Stored records:
- - - - - - -
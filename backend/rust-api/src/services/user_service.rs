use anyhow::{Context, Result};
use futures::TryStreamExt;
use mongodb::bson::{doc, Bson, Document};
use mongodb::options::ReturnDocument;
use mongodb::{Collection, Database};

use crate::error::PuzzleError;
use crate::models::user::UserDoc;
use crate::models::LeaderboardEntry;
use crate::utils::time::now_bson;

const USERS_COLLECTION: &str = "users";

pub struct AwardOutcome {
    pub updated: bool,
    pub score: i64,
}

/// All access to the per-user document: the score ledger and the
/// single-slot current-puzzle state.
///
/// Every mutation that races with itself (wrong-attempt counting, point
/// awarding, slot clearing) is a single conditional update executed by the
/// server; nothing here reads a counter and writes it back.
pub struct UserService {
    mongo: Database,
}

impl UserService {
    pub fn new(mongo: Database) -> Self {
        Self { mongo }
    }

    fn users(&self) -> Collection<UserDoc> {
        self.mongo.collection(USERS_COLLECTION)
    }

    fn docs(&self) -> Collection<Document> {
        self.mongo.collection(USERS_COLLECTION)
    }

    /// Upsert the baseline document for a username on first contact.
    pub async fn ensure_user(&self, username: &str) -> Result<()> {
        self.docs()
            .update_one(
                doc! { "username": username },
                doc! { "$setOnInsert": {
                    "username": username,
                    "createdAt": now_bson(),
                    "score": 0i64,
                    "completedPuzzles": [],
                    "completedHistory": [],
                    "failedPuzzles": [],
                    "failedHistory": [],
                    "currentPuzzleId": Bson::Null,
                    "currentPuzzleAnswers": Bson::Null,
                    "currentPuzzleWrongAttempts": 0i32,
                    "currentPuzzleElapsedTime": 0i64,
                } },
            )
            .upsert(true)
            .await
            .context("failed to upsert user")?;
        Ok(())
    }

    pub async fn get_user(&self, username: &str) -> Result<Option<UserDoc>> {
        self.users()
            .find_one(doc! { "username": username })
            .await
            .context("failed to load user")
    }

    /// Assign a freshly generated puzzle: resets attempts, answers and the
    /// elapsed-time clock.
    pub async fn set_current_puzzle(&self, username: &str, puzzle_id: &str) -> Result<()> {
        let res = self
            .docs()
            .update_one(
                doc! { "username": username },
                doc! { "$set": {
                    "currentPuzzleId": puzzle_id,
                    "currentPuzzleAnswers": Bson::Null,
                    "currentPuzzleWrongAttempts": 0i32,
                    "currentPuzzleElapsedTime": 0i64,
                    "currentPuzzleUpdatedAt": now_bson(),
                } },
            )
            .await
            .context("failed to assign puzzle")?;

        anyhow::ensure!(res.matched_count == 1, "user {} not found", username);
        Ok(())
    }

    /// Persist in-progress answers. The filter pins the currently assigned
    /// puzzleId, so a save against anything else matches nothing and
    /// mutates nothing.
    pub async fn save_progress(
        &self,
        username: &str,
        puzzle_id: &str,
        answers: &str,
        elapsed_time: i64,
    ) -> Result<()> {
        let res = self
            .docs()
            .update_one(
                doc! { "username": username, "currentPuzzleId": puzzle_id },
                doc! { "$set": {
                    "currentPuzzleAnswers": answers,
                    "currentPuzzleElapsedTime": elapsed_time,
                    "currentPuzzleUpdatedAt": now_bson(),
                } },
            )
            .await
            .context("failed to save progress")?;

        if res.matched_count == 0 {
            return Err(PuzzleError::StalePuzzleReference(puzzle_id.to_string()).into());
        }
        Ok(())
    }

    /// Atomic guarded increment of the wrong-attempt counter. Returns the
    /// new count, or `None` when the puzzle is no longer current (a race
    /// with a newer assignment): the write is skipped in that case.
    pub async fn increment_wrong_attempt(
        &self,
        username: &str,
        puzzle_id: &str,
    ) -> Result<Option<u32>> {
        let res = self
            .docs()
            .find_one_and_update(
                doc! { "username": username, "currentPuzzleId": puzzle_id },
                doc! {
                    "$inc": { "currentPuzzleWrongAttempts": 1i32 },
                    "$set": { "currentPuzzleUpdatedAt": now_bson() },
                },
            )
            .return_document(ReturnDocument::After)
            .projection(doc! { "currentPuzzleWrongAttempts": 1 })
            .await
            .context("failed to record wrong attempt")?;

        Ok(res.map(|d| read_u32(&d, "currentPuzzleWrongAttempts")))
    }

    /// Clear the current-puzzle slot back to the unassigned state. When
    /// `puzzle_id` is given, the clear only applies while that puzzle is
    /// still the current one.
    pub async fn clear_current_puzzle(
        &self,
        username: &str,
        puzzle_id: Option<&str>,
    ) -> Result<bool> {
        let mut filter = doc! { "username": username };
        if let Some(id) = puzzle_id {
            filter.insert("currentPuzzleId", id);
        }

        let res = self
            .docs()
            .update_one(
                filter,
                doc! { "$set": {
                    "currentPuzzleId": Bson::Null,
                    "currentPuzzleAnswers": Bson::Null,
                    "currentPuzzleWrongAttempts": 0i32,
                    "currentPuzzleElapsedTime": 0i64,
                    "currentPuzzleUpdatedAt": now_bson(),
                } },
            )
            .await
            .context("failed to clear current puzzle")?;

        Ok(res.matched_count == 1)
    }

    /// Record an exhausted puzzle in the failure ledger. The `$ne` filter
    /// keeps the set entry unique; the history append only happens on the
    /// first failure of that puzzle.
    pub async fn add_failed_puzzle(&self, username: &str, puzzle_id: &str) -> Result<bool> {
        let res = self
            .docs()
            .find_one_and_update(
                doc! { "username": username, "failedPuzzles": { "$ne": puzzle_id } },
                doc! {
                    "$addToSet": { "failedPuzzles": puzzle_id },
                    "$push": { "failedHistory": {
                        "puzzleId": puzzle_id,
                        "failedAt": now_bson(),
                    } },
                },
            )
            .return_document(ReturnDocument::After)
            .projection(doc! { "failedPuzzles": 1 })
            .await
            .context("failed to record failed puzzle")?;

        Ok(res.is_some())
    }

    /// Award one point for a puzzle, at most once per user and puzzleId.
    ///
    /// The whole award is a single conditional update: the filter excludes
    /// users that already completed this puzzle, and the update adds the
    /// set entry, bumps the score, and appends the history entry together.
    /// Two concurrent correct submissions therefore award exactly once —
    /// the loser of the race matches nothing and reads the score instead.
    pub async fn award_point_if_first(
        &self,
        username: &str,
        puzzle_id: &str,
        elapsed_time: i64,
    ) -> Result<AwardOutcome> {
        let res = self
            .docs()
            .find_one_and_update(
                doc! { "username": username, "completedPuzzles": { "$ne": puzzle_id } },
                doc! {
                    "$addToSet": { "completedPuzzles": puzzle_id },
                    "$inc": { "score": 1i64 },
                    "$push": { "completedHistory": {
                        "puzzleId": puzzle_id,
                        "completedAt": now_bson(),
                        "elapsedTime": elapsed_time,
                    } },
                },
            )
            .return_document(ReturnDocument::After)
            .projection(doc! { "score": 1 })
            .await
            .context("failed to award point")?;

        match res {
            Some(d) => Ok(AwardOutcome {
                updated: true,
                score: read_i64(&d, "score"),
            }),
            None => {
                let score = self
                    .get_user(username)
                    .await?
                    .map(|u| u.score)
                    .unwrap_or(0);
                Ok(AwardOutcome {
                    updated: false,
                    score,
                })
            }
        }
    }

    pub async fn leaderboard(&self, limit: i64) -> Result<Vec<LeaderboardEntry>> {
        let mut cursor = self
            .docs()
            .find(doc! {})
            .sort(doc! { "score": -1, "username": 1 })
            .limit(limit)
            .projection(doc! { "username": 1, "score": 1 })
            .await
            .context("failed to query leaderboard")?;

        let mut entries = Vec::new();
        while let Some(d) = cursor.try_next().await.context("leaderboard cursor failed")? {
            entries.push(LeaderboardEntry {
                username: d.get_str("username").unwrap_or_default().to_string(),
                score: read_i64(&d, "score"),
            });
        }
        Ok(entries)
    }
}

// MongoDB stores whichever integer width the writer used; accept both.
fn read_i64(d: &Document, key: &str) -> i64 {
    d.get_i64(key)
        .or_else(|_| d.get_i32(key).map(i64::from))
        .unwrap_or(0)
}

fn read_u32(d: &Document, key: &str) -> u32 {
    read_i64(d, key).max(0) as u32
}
- - - - - - -
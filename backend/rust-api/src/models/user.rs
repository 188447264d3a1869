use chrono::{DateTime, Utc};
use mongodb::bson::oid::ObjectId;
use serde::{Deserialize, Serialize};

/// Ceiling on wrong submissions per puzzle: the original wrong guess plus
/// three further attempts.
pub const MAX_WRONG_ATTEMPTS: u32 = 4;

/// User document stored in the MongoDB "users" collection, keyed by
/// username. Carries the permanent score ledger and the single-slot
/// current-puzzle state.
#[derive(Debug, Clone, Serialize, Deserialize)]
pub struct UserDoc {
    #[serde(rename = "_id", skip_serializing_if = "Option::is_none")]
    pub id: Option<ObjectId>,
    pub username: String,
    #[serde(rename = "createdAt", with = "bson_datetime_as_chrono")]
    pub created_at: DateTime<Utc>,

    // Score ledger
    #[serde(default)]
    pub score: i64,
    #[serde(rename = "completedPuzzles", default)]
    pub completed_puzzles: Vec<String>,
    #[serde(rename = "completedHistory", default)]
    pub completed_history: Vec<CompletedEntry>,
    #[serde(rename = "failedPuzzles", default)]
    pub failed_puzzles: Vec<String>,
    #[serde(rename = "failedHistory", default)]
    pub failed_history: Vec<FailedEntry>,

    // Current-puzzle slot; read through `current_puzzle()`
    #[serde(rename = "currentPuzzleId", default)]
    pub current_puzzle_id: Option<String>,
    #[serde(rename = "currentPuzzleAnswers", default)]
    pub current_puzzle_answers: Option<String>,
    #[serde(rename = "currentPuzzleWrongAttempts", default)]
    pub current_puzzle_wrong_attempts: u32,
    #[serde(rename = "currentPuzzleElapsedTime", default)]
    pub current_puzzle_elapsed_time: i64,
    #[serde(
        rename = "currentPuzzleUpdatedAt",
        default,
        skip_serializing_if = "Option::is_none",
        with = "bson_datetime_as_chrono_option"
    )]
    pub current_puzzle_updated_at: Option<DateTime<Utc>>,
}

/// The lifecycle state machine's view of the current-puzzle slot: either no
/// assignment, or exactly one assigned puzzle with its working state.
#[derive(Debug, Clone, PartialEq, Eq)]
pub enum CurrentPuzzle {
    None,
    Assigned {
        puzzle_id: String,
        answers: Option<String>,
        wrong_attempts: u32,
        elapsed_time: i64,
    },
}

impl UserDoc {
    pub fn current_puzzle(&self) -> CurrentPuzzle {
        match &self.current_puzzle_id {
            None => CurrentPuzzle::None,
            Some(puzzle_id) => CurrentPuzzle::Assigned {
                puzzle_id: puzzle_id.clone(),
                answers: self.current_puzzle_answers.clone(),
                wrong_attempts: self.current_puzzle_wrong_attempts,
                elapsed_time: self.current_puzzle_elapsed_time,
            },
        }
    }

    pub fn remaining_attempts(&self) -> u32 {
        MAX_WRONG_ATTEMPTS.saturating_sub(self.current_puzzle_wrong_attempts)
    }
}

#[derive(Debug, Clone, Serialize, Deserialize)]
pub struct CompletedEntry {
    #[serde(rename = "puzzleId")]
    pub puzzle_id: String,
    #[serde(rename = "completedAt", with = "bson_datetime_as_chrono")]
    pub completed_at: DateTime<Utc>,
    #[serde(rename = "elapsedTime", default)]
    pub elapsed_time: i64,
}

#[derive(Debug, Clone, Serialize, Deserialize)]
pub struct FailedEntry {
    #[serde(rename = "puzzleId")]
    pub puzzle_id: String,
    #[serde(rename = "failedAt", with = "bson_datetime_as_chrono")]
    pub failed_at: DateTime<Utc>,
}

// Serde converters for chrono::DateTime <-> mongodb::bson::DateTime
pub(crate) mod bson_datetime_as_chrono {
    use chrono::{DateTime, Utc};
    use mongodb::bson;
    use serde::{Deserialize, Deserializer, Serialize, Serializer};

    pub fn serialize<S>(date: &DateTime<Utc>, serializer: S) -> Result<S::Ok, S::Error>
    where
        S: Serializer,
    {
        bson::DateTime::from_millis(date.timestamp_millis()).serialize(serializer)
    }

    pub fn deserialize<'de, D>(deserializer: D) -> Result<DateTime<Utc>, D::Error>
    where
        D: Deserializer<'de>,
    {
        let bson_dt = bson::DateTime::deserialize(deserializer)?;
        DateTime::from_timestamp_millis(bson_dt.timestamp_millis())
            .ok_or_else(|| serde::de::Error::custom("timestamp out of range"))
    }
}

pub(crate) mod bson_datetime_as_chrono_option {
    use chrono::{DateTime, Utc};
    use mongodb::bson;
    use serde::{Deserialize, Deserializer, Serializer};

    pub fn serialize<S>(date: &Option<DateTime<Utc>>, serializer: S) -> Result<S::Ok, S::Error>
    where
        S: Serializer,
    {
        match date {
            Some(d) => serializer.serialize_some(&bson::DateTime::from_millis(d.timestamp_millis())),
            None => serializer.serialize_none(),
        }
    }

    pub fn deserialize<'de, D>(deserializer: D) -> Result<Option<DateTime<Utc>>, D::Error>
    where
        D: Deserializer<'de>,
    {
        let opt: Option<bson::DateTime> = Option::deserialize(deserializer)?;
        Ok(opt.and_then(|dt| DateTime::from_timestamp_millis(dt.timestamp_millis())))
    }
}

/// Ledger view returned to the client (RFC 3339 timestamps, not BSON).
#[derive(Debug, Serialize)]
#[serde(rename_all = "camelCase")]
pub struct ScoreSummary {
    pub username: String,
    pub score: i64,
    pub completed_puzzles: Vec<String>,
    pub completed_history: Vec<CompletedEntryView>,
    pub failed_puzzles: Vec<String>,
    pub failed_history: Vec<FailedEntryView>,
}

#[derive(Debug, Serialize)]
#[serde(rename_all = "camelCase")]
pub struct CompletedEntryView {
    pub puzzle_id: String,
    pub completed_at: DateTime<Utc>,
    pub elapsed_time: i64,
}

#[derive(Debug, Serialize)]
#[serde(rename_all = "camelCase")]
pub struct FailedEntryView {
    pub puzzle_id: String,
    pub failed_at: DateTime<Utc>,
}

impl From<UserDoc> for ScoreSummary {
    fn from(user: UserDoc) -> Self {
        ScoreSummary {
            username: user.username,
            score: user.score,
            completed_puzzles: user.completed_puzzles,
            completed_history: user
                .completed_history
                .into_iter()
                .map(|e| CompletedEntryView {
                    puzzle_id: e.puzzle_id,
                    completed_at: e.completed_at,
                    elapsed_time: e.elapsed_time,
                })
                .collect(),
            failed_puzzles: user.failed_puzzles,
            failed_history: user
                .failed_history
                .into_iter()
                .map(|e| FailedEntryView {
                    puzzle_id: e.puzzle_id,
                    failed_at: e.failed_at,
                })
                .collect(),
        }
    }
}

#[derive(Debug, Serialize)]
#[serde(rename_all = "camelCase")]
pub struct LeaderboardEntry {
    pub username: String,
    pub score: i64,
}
- - - - - - -
Your answer should consist only of the lines above between the line holding "filename backend/rust-api/src/services/user_service.rs" and the line holding "use crate::utils::time::now_bson;", inclusive, each transcribed exactly.

filename backend/rust-api/src/services/user_service.rs
use anyhow::{Context, Result};
use futures::TryStreamExt;
use mongodb::bson::{doc, Bson, Document};
use mongodb::options::ReturnDocument;
use mongodb::{Collection, Database};

use crate::error::PuzzleError;
use crate::models::user::UserDoc;
use crate::models::LeaderboardEntry;
use crate::utils::time::now_bson;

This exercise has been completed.